Regular readers of this blog will recall that I've written before that though I was born in San Antonio, I was a seven-year old First Grader growing-up in Memphis when Dr. King was assassinated there.
On the night of April 4, 1968, my family and I went out to our neighborhood McDonald's and when we returned to our apt., I walked into the living room and turned on our black-and-white TV, and within no time, everything in the world changed... see my Instagram post about it below.
CBS News: CBS Evening News anchor Walter Cronkite announces the assassination of Dr. King in Memphis.
ABC News video: ABC News correspondent Tom Jarriel reports LIVE from Memphis, with Bob Young and Peter Jennings reporting from New York.
"Faith is taking the first step even when you don't see the whole staircase." - Martin Luther King, Sept. 1962. #MLK
I was a young kid living in #Memphis with my family that April night in 1968 when we returned home from a trip to #McDonaldsand like so many nights before, I raced to the TV set in the living room to beat my two younger sisters to be the one who turned on the TV.
As my parents walked in and settled down on the family couch, to see what was on TV, literally, within one minute, came the Breaking News that Dr. King had been shot elsewhere in the city.
And the news only got worse as the night went on as news soon confirmed that Dr. King had died as a result of the assassination attempt, and soon there was widespread looting and violence in Memphis, the very things he had adamantly opposed.

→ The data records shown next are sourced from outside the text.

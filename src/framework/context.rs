//! Per-request cancellation.
//!
//! Every store call made on behalf of a request runs under that request's
//! [`RequestContext`]. When the deadline passes the call is abandoned and the
//! operation fails with [`ResourceError::Cancelled`].
//!
//! A caller disconnect needs no extra plumbing: the HTTP server drops the handler
//! future, which drops the pending store call with it.

use std::future::Future;
use std::time::Duration;

use tokio::time::Instant;

use super::error::ResourceError;

#[derive(Debug, Clone, Copy, Default)]
pub struct RequestContext {
    deadline: Option<Instant>,
}

impl RequestContext {
    /// No deadline. For tests and internal maintenance work.
    pub fn background() -> Self {
        Self::default()
    }

    pub fn with_timeout(timeout: Duration) -> Self {
        Self {
            deadline: Some(Instant::now() + timeout),
        }
    }

    pub fn deadline(&self) -> Option<Instant> {
        self.deadline
    }

    /// Drives `fut` to completion unless the deadline passes first.
    pub async fn guard<F: Future>(&self, fut: F) -> Result<F::Output, ResourceError> {
        match self.deadline {
            None => Ok(fut.await),
            Some(deadline) => tokio::time::timeout_at(deadline, fut)
                .await
                .map_err(|_| ResourceError::Cancelled("deadline exceeded".to_string())),
        }
    }
}
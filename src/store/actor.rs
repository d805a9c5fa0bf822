//! # In-Process Document Store
//!
//! A [`DocumentStore`] backed by a single Tokio task.
//!
//! [`StoreActor`] is the "server" half: it owns every collection and the receiving end
//! of an mpsc channel. [`StoreClient`] is the cloneable "client" half that turns each
//! trait call into a [`StoreRequest`] plus a oneshot reply channel.
//!
//! **Concurrency Model**:
//! The actor processes requests sequentially, so the collections need no `Mutex`.
//! A multi-field `update_fields` is applied inside one loop iteration and can never
//! interleave with another writer on the same key. Last write wins.

use std::cmp::Ordering;
use std::collections::{BTreeMap, HashMap};

use async_trait::async_trait;
use serde_json::Value;
use tokio::sync::{mpsc, oneshot};
use tracing::{debug, info, warn};

use super::{ops, Document, DocumentStore, FieldWrite, QueryResult, StoreError, StoreFilter};

/// Type alias for the one-shot response channel used by the store actor.
pub type Response<T> = oneshot::Sender<Result<T, StoreError>>;

/// Messages understood by the [`StoreActor`], one per [`DocumentStore`] operation.
#[derive(Debug)]
pub enum StoreRequest {
    CreateIfAbsent {
        collection: String,
        key: String,
        document: Document,
        respond_to: Response<()>,
    },
    Get {
        collection: String,
        key: String,
        respond_to: Response<Document>,
    },
    UpdateFields {
        collection: String,
        key: String,
        writes: Vec<FieldWrite>,
        respond_to: Response<()>,
    },
    Delete {
        collection: String,
        key: String,
        respond_to: Response<()>,
    },
    Query {
        collection: String,
        filters: Vec<StoreFilter>,
        respond_to: Response<QueryResult>,
    },
}

type Collection = BTreeMap<String, Document>;

/// The task that owns all stored documents.
pub struct StoreActor {
    receiver: mpsc::Receiver<StoreRequest>,
    collections: HashMap<String, Collection>,
}

impl StoreActor {
    pub fn new(buffer_size: usize) -> (Self, StoreClient) {
        let (sender, receiver) = mpsc::channel(buffer_size);
        let actor = Self {
            receiver,
            collections: HashMap::new(),
        };
        (actor, StoreClient::new(sender))
    }

    /// Runs the request loop until every [`StoreClient`] has been dropped.
    pub async fn run(mut self) {
        info!("Store started");

        while let Some(msg) = self.receiver.recv().await {
            match msg {
                StoreRequest::CreateIfAbsent {
                    collection,
                    key,
                    document,
                    respond_to,
                } => {
                    debug!(%collection, %key, "CreateIfAbsent");
                    let docs = self.collections.entry(collection.clone()).or_default();
                    let result = if docs.contains_key(&key) {
                        warn!(%collection, %key, "Already exists");
                        Err(StoreError::AlreadyExists(key))
                    } else {
                        docs.insert(key.clone(), document);
                        info!(%collection, %key, size = docs.len(), "Created");
                        Ok(())
                    };
                    let _ = respond_to.send(result);
                }
                StoreRequest::Get {
                    collection,
                    key,
                    respond_to,
                } => {
                    let doc = self
                        .collections
                        .get(&collection)
                        .and_then(|docs| docs.get(&key))
                        .cloned();
                    debug!(%collection, %key, found = doc.is_some(), "Get");
                    let _ = respond_to.send(doc.ok_or(StoreError::NotFound(key)));
                }
                StoreRequest::UpdateFields {
                    collection,
                    key,
                    writes,
                    respond_to,
                } => {
                    debug!(%collection, %key, ?writes, "UpdateFields");
                    let doc = self
                        .collections
                        .get_mut(&collection)
                        .and_then(|docs| docs.get_mut(&key));
                    let result = match doc {
                        Some(doc) => {
                            for write in writes {
                                doc.insert(write.path, write.value);
                            }
                            info!(%collection, %key, "Updated");
                            Ok(())
                        }
                        None => {
                            warn!(%collection, %key, "Not found");
                            Err(StoreError::NotFound(key))
                        }
                    };
                    let _ = respond_to.send(result);
                }
                StoreRequest::Delete {
                    collection,
                    key,
                    respond_to,
                } => {
                    debug!(%collection, %key, "Delete");
                    if let Some(docs) = self.collections.get_mut(&collection) {
                        if docs.remove(&key).is_some() {
                            info!(%collection, %key, size = docs.len(), "Deleted");
                        }
                    }
                    let _ = respond_to.send(Ok(()));
                }
                StoreRequest::Query {
                    collection,
                    filters,
                    respond_to,
                } => {
                    debug!(%collection, ?filters, "Query");
                    let docs = self.collections.get(&collection);
                    let result = run_query(docs, &filters);
                    match &result {
                        Ok(found) => debug!(%collection, matched = found.documents.len(), "Query ok"),
                        Err(e) => warn!(%collection, error = %e, "Query failed"),
                    }
                    let _ = respond_to.send(result);
                }
            }
        }

        let size: usize = self.collections.values().map(BTreeMap::len).sum();
        info!(size, "Store shutdown");
    }
}

fn run_query(docs: Option<&Collection>, filters: &[StoreFilter]) -> Result<QueryResult, StoreError> {
    if let Some(bad) = filters.iter().find(|f| !is_supported(f.operator)) {
        return Err(StoreError::Failure(format!(
            "unsupported operator '{}' on '{}'",
            bad.operator, bad.path
        )));
    }

    let documents = docs
        .into_iter()
        .flat_map(|docs| docs.values())
        .filter(|doc| filters.iter().all(|f| filter_matches(doc, f)))
        .cloned()
        .collect();

    Ok(QueryResult {
        documents,
        skipped: Vec::new(),
    })
}

fn is_supported(operator: &str) -> bool {
    matches!(
        operator,
        ops::EQ | ops::NE | ops::LT | ops::GT | ops::LE | ops::GE
    )
}

/// A missing field or a type mismatch never matches, whatever the operator.
fn filter_matches(doc: &Document, filter: &StoreFilter) -> bool {
    let Some(ordering) = doc.get(&filter.path).and_then(|v| compare(v, &filter.value)) else {
        return false;
    };
    match filter.operator {
        ops::EQ => ordering == Ordering::Equal,
        ops::NE => ordering != Ordering::Equal,
        ops::LT => ordering == Ordering::Less,
        ops::GT => ordering == Ordering::Greater,
        ops::LE => ordering != Ordering::Greater,
        ops::GE => ordering != Ordering::Less,
        _ => false,
    }
}

fn compare(stored: &Value, wanted: &Value) -> Option<Ordering> {
    match (stored, wanted) {
        (Value::String(a), Value::String(b)) => Some(a.cmp(b)),
        (Value::Bool(a), Value::Bool(b)) => Some(a.cmp(b)),
        (Value::Number(a), Value::Number(b)) => match (a.as_i64(), b.as_i64()) {
            (Some(a), Some(b)) => Some(a.cmp(&b)),
            _ => a.as_f64()?.partial_cmp(&b.as_f64()?),
        },
        _ => None,
    }
}

/// Cloneable handle to a running [`StoreActor`].
#[derive(Clone)]
pub struct StoreClient {
    sender: mpsc::Sender<StoreRequest>,
}

impl StoreClient {
    pub fn new(sender: mpsc::Sender<StoreRequest>) -> Self {
        Self { sender }
    }

    async fn request<T>(
        &self,
        build: impl FnOnce(Response<T>) -> StoreRequest,
    ) -> Result<T, StoreError> {
        let (respond_to, response) = oneshot::channel();
        self.sender
            .send(build(respond_to))
            .await
            .map_err(|_| StoreError::Unavailable)?;
        response.await.map_err(|_| StoreError::Dropped)?
    }
}

#[async_trait]
impl DocumentStore for StoreClient {
    async fn create_if_absent(
        &self,
        collection: &str,
        key: &str,
        document: Document,
    ) -> Result<(), StoreError> {
        self.request(|respond_to| StoreRequest::CreateIfAbsent {
            collection: collection.to_string(),
            key: key.to_string(),
            document,
            respond_to,
        })
        .await
    }

    async fn get(&self, collection: &str, key: &str) -> Result<Document, StoreError> {
        self.request(|respond_to| StoreRequest::Get {
            collection: collection.to_string(),
            key: key.to_string(),
            respond_to,
        })
        .await
    }

    async fn update_fields(
        &self,
        collection: &str,
        key: &str,
        writes: Vec<FieldWrite>,
    ) -> Result<(), StoreError> {
        self.request(|respond_to| StoreRequest::UpdateFields {
            collection: collection.to_string(),
            key: key.to_string(),
            writes,
            respond_to,
        })
        .await
    }

    async fn delete(&self, collection: &str, key: &str) -> Result<(), StoreError> {
        self.request(|respond_to| StoreRequest::Delete {
            collection: collection.to_string(),
            key: key.to_string(),
            respond_to,
        })
        .await
    }

    async fn query(
        &self,
        collection: &str,
        filters: Vec<StoreFilter>,
    ) -> Result<QueryResult, StoreError> {
        self.request(|respond_to| StoreRequest::Query {
            collection: collection.to_string(),
            filters,
            respond_to,
        })
        .await
    }
}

Eventually came the news that the city was under curfew, and sometime before midnight, because my family lived in a new-ish apt. complex that was on the same road as the nearby Armory, my parents and I and many of our neighbors watched in silence from the sidewalk/curb as tanks driven by members of the mobilized National Guard drove towards downtown Memphis, because the city's powers-that-be had decided that this would show the people who was boss.
As my mother tells the story, one of my neighbors remarked on the irony of U.S. Army tanks being used to try to stop violence by Americans who were upset about the murder of a great man who had won the #NobelPeacePrize.
It was the first time I remember ever hearing this strange word: #irony.
We moved to South Florida three months later, my family having had its fill of Memphis, arriving at MIA on a very warm July day via Delta Airlines the day after Larry Csonka signed his first contract with the Dolphins, which was front page news in the Miami Herald, as I could tell when we walked past the old-fashioned-vending machines at the airport.